China’s state financing has long focused on infrastructure. Between 2000 and 2019, China committed $153 billion to African public-sector borrowers, and at least 80% of those loans went toward transportation, power, telecoms, and water. But China’s lending style has been evolving since 2019, when its loans to African public-sector borrowers fell to $7 billion, down from $9.9 billion in 2018 and more sharply from its peak of $28 billion in 2016. This shift seems to reflect a variety of issues, including China’s consolidation of past investments, its increased focus on domestic development, and its growing interest in lending through multilateral bodies.
One program to watch will be China’s new Global Development Initiative (GDI), which will focus on sustainable development and provide funding to “small and smart projects” in coordination with the China International Development Cooperation Agency. African governments probably can no longer expect “big checks” from China. Moreover, China’s Ministry of Foreign Affairs will play a prominent role in the GDI, reflecting the increasingly diplomatic and political nature of its approach to development aid. For China and African governments alike, the axis of engagement will shift from money to soft power.
With South Africa holding the 2023 chair of the BRICS (which also includes Brazil, Russia, India, and China), an African government will be leading the bloc at a time when it is poised for a major expansion. At a meeting last May, representatives from Afghanistan, Algeria, Argentina, Egypt, Indonesia, Iran, Kazakhstan, Nicaragua, Nigeria, Saudi Arabia, Senegal, Thailand, Turkey, and the United Arab Emirates all expressed an interest in joining a “BRICS Plus.”
South African President Cyril Ramaphosa intends to use his country’s BRICS chairmanship both to advance African interests and to invite other African countries to join BRICS Plus. Ramaphosa’s agenda reflects a strategic outlook that contrasts sharply with that of a bipolar or unipolar world in which African interests will always be deprioritized. It is an outlook that many other African governments share.

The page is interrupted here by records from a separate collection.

//! SVG rendering of [`Figure`]s with `plotters`.

use super::{Dash, Figure, MarkerSymbol, Mode, Trace, TraceKind};
use crate::error::ChartError;
use plotters::element::DashedPathElement;
use plotters::prelude::*;
use std::error::Error;
use std::ops::Range;
use std::path::Path;

const SIZE: (u32, u32) = (900, 600);

/// Renders `figure` to an SVG file at `path`.
pub fn render_svg(figure: &Figure, path: &Path) -> Result<(), ChartError> {
    draw(figure, path).map_err(|e| ChartError::Render(e.to_string()))?;
    log::debug!("rendered {} to {}", figure.layout.title, path.display());
    Ok(())
}

fn draw(figure: &Figure, path: &Path) -> Result<(), Box<dyn Error>> {
    let root = SVGBackend::new(path, SIZE).into_drawing_area();
    root.fill(&WHITE)?;

    let (x_range, y_range) = bounds(&figure.traces);
    let mut ctx = ChartBuilder::on(&root)
        .caption(&figure.layout.title, ("sans-serif", 24))
        .margin(15)
        .set_label_area_size(LabelAreaPosition::Left, 60)
        .set_label_area_size(LabelAreaPosition::Bottom, 45)
        .build_cartesian_2d(x_range, y_range)?;

    ctx.configure_mesh()
        .x_desc(figure.layout.xaxis.title.as_str())
        .y_desc(figure.layout.yaxis.title.as_str())
        .draw()?;

    let mut labelled = false;
    for (index, trace) in figure.traces.iter().enumerate() {
        let color = trace_color(trace, index);
        let points: Vec<(f64, f64)> = trace.points().collect();

        let annotation = match (trace.kind, trace.mode) {
            (TraceKind::Contour, _) => {
                // trajectory through parameter space, start to end
                ctx.draw_series(std::iter::once(PathElement::new(
                    points.clone(),
                    color.stroke_width(1),
                )))?;
                ctx.draw_series(
                    points
                        .iter()
                        .map(|&p| Circle::new(p, 2, color.filled())),
                )?
            }
            (TraceKind::Scatter, Some(Mode::Lines)) => {
                let width = trace.line.as_ref().map_or(1, |l| l.width);
                let style = color.stroke_width(width);
                match trace.line.as_ref().map_or(Dash::Solid, |l| l.dash) {
                    Dash::Solid => {
                        ctx.draw_series(std::iter::once(PathElement::new(points, style)))?
                    }
                    Dash::Dot => ctx.draw_series(std::iter::once(DashedPathElement::new(
                        points, 2, 4, style,
                    )))?,
                    Dash::Dash => ctx.draw_series(std::iter::once(DashedPathElement::new(
                        points, 8, 5, style,
                    )))?,
                    Dash::Longdash => ctx.draw_series(std::iter::once(
                        DashedPathElement::new(points, 16, 6, style),
                    ))?,
                }
            }
            (TraceKind::Scatter, _) => {
                let marker = trace.marker.as_ref();
                let size = marker.map_or(6, |m| m.size) as i32 / 2;
                match marker.map_or(MarkerSymbol::Circle, |m| m.symbol) {
                    MarkerSymbol::Circle => ctx.draw_series(
                        points
                            .iter()
                            .map(|&p| Circle::new(p, size, color.filled())),
                    )?,
                    MarkerSymbol::TriangleUp => ctx.draw_series(
                        points
                            .iter()
                            .map(|&p| TriangleMarker::new(p, size, color.filled())),
                    )?,
                }
            }
        };

        if let Some(name) = &trace.name {
            labelled = true;
            annotation
                .label(name.as_str())
                .legend(move |(x, y)| PathElement::new(vec![(x, y), (x + 20, y)], color.stroke_width(2)));
        }
    }

    if labelled {
        ctx.configure_series_labels()
            .background_style(WHITE.mix(0.8))
            .border_style(BLACK)
            .position(SeriesLabelPosition::UpperLeft)
            .draw()?;
    }

    root.present()?;
    Ok(())
}

fn trace_color(trace: &Trace, index: usize) -> RGBColor {
    match trace.line.as_ref().map(|l| l.color.as_str()) {
        Some("blue") => BLUE,
        Some("green") => GREEN,
        Some("red") => RED,
        Some("black") => BLACK,
        _ => {
            let c = Palette99::pick(index).to_rgba();
            RGBColor(c.0, c.1, c.2)
        }
    }
}

/// Axis ranges covering every point of every trace, padded by 5%.
fn bounds(traces: &[Trace]) -> (Range<f64>, Range<f64>) {
    let xs = traces.iter().flat_map(|t| t.points().map(|(x, _)| x));
    let ys = traces.iter().flat_map(|t| t.points().map(|(_, y)| y));
    (padded(xs), padded(ys))
}

fn padded(values: impl Iterator<Item = f64>) -> Range<f64> {
    let (min, max) = values
        .filter(|v| v.is_finite())
        .fold((f64::INFINITY, f64::NEG_INFINITY), |(lo, hi), v| {
            (lo.min(v), hi.max(v))
        });
    if min > max {
        return 0.0..1.0;
    }
    if min == max {
        return (min - 0.5)..(max + 0.5);
    }
    let pad = (max - min) * 0.05;
    (min - pad)..(max + pad)
}

#[cfg(test)]
mod tests {
    use super::*;
    use crate::chart::figures;
    use crate::checkpoint::CheckpointSchedule;
    use crate::dataset::Series;

    #[test]
    fn test_padded_empty_range() {
        assert_eq!(padded(std::iter::empty()), 0.0..1.0);
    }

    #[test]
    fn test_padded_single_value() {
        assert_eq!(padded([2.0].into_iter()), 1.5..2.5);
    }

    #[test]
    fn test_padded_ignores_non_finite() {
        let range = padded([0.0, f64::NAN, 10.0].into_iter());
        assert!((range.start + 0.5).abs() < 1e-12);
        assert!((range.end - 10.5).abs() < 1e-12);
    }

    #[test]
    fn test_render_model_fit_svg() {
        let tmp = tempfile::tempdir().unwrap();
        let path = tmp.path().join("model_fit.svg");
        let figure = figures::model_fit(
            &Series::train(),
            &Series::test(),
            &CheckpointSchedule::default(),
        );

        render_svg(&figure, &path).unwrap();

        let svg = std::fs::read_to_string(&path).unwrap();
        assert!(svg.starts_with("<svg"));
        assert!(svg.contains("Model fit result"));
    }

    #[test]
    fn test_render_empty_loss_surface_svg() {
        let tmp = tempfile::tempdir().unwrap();
        let path = tmp.path().join("loss_surface.svg");

        render_svg(&figures::loss_surface(), &path).unwrap();

        assert!(std::fs::read_to_string(&path).unwrap().contains("loss surface"));
    }

    #[test]
    fn test_render_into_missing_directory_fails() {
        let tmp = tempfile::tempdir().unwrap();
        let path = tmp.path().join("missing").join("out.svg");

        let err = render_svg(&figures::loss_surface(), &path).unwrap_err();
        assert!(matches!(err, ChartError::Render(_)));
    }
}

Alongside these state-centered shifts is the equally important rise of African private-sector and civil-society players. Their interests will increasingly inform issues like the response to the debt crisis, which will raise questions about hidden debt, contingent liabilities, and governments’ over-accommodation of vested interests in past deals with China. With Africans rightly worried about climate change, there will be much more scrutiny of new projects in this regard, and less appetite for development that will cause environmental degradation.
Equally, there will be zero tolerance for racism and the mistreatment of African workers – a problem for which Chinese companies have expressed “regrets” in the past. While African governments will remain the central locus of African political and economic agency, they will increasingly have to account for the interests of other African stakeholders, too.
While China remains a key player on the continent, African governments will continue to keep their options open. Economic engagement with China still has much to offer, but there is also growing interest from older partners such as the European Union, the United Kingdom, and the United States (doubtless driven by fear of China’s growing influence), as well as potential new players like India, Turkey, Brazil, and certain Arab states.
Africa is entering a new phase in its economic relations with an increasingly complex and multipolar world. Its leaders now have an opportunity to formulate a vision for how they will navigate it.